Every line from the beginning of the records below up to the one holding "String::from_utf8_lossy(&self.stdout).into_owned()" should be quoted exactly; leave out the rest.

::: STUDY MATERIAL

//! In-process invocation of the Dockstore CLI.
//!
//! [`CliHarness`] writes a config file pointing at the webservice stand-in and
//! calls [`dockstore::cli::run`] directly, collecting everything the CLI prints.

use std::path::{Path, PathBuf};

use dockstore::error::ExitCode;
use tempfile::TempDir;

use crate::error::TestError;

/// Output written by CLI invocations, accumulated until cleared.
#[derive(Debug, Default)]
pub struct OutputCapture {
    stdout: Vec<u8>,
    stderr: Vec<u8>,
}

impl OutputCapture {
    pub fn stdout(&self) -> String {
        String::from_utf8_lossy(&self.stdout).into_owned()
    }

    pub fn stderr(&self) -> String {
        String::from_utf8_lossy(&self.stderr).into_owned()
    }

    pub fn clear(&mut self) {
        self.stdout.clear();
        self.stderr.clear();
    }
}

/// Settings written to the generated config file.
#[derive(Debug, Clone, Default)]
pub struct CliSettings {
    pub server_url: String,
    pub token: Option<String>,
    pub webhook_url: Option<String>,
    pub cwl_runner: Option<String>,
    pub wdl_runner: Option<String>,
    pub singularity: bool,
}

impl CliSettings {
    fn render(&self) -> String {
        let mut config = format!("server-url = {}\n", self.server_url);
        if let Some(token) = &self.token {
            config.push_str(&format!("token = {token}\n"));
        }

        if let Some(webhook_url) = &self.webhook_url {
            config.push_str(&format!("\n[notifications]\nwebhook-url = {webhook_url}\n"));
        }

        if self.cwl_runner.is_some() || self.wdl_runner.is_some() || self.singularity {
            config.push_str("\n[dockstore-launcher]\n");
            if let Some(runner) = &self.cwl_runner {
                config.push_str(&format!("cwlrunner = {runner}\n"));
            }
            if let Some(runner) = &self.wdl_runner {
                config.push_str(&format!("wdlrunner = {runner}\n"));
            }
            if self.singularity {
                config.push_str("singularity = true\n");
            }
        }

        config
    }
}

pub struct CliHarness {
    dir: TempDir,
    pub settings: CliSettings,
    pub output: OutputCapture,
}

impl CliHarness {
    /// Creates a harness whose config targets `server_url` and authenticates with `token`.
    pub fn new(server_url: impl Into<String>, token: Option<&str>) -> Result<Self, TestError> {
        Ok(Self {
            dir: tempfile::tempdir()?,
            settings: CliSettings {
                server_url: server_url.into(),
                token: token.map(str::to_string),
                ..Default::default()
            },
            output: OutputCapture::default(),
        })
    }

    pub fn config_path(&self) -> PathBuf {
        self.dir.path().join("config")
    }

    /// Scratch directory for parameter files and local descriptors.
    pub fn work_dir(&self) -> &Path {
        self.dir.path()
    }

    /// Writes `contents` to a file in the work directory and returns its path.
    pub fn write_file(&self, name: &str, contents: &str) -> Result<PathBuf, TestError> {
        let path = self.dir.path().join(name);
        std::fs::write(&path, contents)?;
        Ok(path)
    }

    /// Runs `dockstore --config <generated> <args...>` and returns its exit code
    ///
    /// The config file is rewritten from [`CliSettings`] before every run, so
    /// settings changed between runs take effect.
    ///
    /// # Returns
    /// - `Ok(i32)` - The exit code; output is appended to [`Self::output`]
    /// - `Err(TestError::IoError)` - The config file could not be written
    pub async fn run(&mut self, args: &[&str]) -> Result<i32, TestError> {
        let config_path = self.config_path();
        std::fs::write(&config_path, self.settings.render())?;

        let mut argv = vec![
            "dockstore".to_string(),
            "--config".to_string(),
            config_path.display().to_string(),
        ];
        argv.extend(args.iter().map(|arg| arg.to_string()));

        tracing::debug!(args = ?args, "Running CLI");

        let code = dockstore::cli::run(argv, &mut self.output.stdout, &mut self.output.stderr).await;

        Ok(code)
    }

    /// Runs the CLI and panics, showing its output, unless it exits with `expected`.
    pub async fn run_expect(&mut self, args: &[&str], expected: ExitCode) -> Result<(), TestError> {
        let code = self.run(args).await?;
        assert_exit(code, expected, &self.output);
        Ok(())
    }
}

/// Panics with the captured output unless `code` is `expected`.
pub fn assert_exit(code: i32, expected: ExitCode, output: &OutputCapture) {
    assert_eq!(
        code,
        expected.code(),
        "expected exit code {} ({:?}), got {}\n--- stdout ---\n{}\n--- stderr ---\n{}",
        expected.code(),
        expected,
        code,
        output.stdout(),
        output.stderr()
    );
}

#[cfg(test)]
mod tests {
    use super::*;

    #[test]
    fn renders_optional_sections() {
        let settings = CliSettings {
            server_url: "http://127.0.0.1:8080".to_string(),
            token: Some("abc".to_string()),
            webhook_url: Some("http://127.0.0.1:9000/hook".to_string()),
            cwl_runner: Some("echo".to_string()),
            wdl_runner: None,
            singularity: true,
        };

        let config = dockstore::config::Config::parse(&settings.render()).unwrap();

        assert_eq!(config.server_url, "http://127.0.0.1:8080");
        assert_eq!(config.token.as_deref(), Some("abc"));
        assert_eq!(config.webhook_url.as_deref(), Some("http://127.0.0.1:9000/hook"));
        assert_eq!(config.launcher.cwl_runner, "echo");
        assert!(config.launcher.singularity);
    }

    #[tokio::test]
    async fn help_goes_to_stdout() -> Result<(), TestError> {
        let mut cli = CliHarness::new("http://127.0.0.1:1", None)?;

        let code = cli.run(&["--help"]).await?;

        assert_exit(code, ExitCode::Success, &cli.output);
        assert!(cli.output.stdout().contains("Usage"));
        assert!(cli.output.stderr().is_empty());

        cli.output.clear();
        assert!(cli.output.stdout().is_empty());

        Ok(())
    }
}
//! Tests for configuration and connection failures.

use super::*;

/// Tests running an authenticated command without a config file.
///
/// Expected: CLIENT_ERROR
#[tokio::test]
async fn missing_config_is_client_error() -> Result<(), TestError> {
    let dir = tempfile::tempdir()?;

    let mut stdout = Vec::new();
    let mut stderr = Vec::new();
    let code = dockstore::cli::run(
        [
            "dockstore".to_string(),
            "--config".to_string(),
            dir.path().join("config").display().to_string(),
            "tool".to_string(),
            "list".to_string(),
        ],
        &mut stdout,
        &mut stderr,
    )
    .await;

    assert_eq!(code, ExitCode::ClientError.code());
    assert!(!stderr.is_empty());

    Ok(())
}

/// Tests a config pointing at a port nothing listens on.
///
/// Expected: CONNECTION_ERROR
#[tokio::test]
async fn unreachable_server_is_connection_error() -> Result<(), TestError> {
    let mut cli = CliHarness::new("http://127.0.0.1:1", Some(USER1_TOKEN))?;

    cli.run_expect(&["tool", "list"], ExitCode::ConnectionError)
        .await?;

    Ok(())
}

/// Tests authenticated commands without a token in the config.
///
/// Expected: Ok with CLIENT_ERROR
#[tokio::test]
async fn missing_token_is_client_error() -> Result<(), TestError> {
    let mut test = TestBuilder::new().with_cli_token(None).build().await?;

    test.cli
        .run_expect(&["tool", "list"], ExitCode::ClientError)
        .await?;

    Ok(())
}

/// Tests a token the webservice does not know.
///
/// Expected: Ok with API_ERROR
#[tokio::test]
async fn unknown_token_is_api_error() -> Result<(), TestError> {
    let mut test = TestBuilder::new()
        .with_cli_token(Some("notarealtoken"))
        .build()
        .await?;

    test.cli
        .run_expect(&["tool", "list"], ExitCode::ApiError)
        .await?;

    Ok(())
}

/// Tests that anonymous commands work without a token.
///
/// Expected: Ok with SUCCESS
#[tokio::test]
async fn search_works_anonymously() -> Result<(), TestError> {
    let mut test = TestBuilder::new().with_cli_token(None).build().await?;

    test.cli
        .run_expect(&["tool", "search", "--pattern", "public"], ExitCode::Success)
        .await?;
    assert!(test.cli.output.stdout().contains("publictool"));

    Ok(())
}

/// Tests unknown subcommands.
///
/// Expected: CLIENT_ERROR with usage on stderr
#[tokio::test]
async fn unknown_subcommand_is_client_error() -> Result<(), TestError> {
    let mut cli = CliHarness::new("http://127.0.0.1:1", None)?;

    let code = cli.run(&["tool", "frobnicate"]).await?;

    assert_exit(code, ExitCode::ClientError, &cli.output);
    assert!(cli.output.stdout().is_empty());
    assert!(!cli.output.stderr().is_empty());

    Ok(())
}
//! Fixture content for tests that only touch public repositories.

use sea_orm_migration::prelude::*;

use super::{insert_base, set_tool_topic, set_workflow_topic, sync_sequences};

/// Seeds the shared users, tools and workflows.
pub struct Seed;

impl MigrationName for Seed {
    fn name(&self) -> &str {
        "test"
    }
}

#[async_trait::async_trait]
impl MigrationTrait for Seed {
    async fn up(&self, manager: &SchemaManager) -> Result<(), DbErr> {
        insert_base(manager).await?;
        sync_sequences(manager).await
    }
}

/// Topics, which only exist once 1.5.0 has run.
pub struct SeedTopics;

impl MigrationName for SeedTopics {
    fn name(&self) -> &str {
        "test_1.5.0"
    }
}

#[async_trait::async_trait]
impl MigrationTrait for SeedTopics {
    async fn up(&self, manager: &SchemaManager) -> Result<(), DbErr> {
        set_tool_topic(manager, 1, "Cowsay wrapped in a whale").await?;
        set_tool_topic(manager, 4, "A public tool owned by user2").await?;
        set_workflow_topic(manager, 2, "Whalesay with imports").await
    }
}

::::::

● **TASK ANSWER**:
//! In-process invocation of the Dockstore CLI.
//!
//! [`CliHarness`] writes a config file pointing at the webservice stand-in and
//! calls [`dockstore::cli::run`] directly, collecting everything the CLI prints.

use std::path::{Path, PathBuf};

use dockstore::error::ExitCode;
use tempfile::TempDir;

use crate::error::TestError;

/// Output written by CLI invocations, accumulated until cleared.
#[derive(Debug, Default)]
pub struct OutputCapture {
    stdout: Vec<u8>,
    stderr: Vec<u8>,
}

impl OutputCapture {
    pub fn stdout(&self) -> String {
        String::from_utf8_lossy(&self.stdout).into_owned()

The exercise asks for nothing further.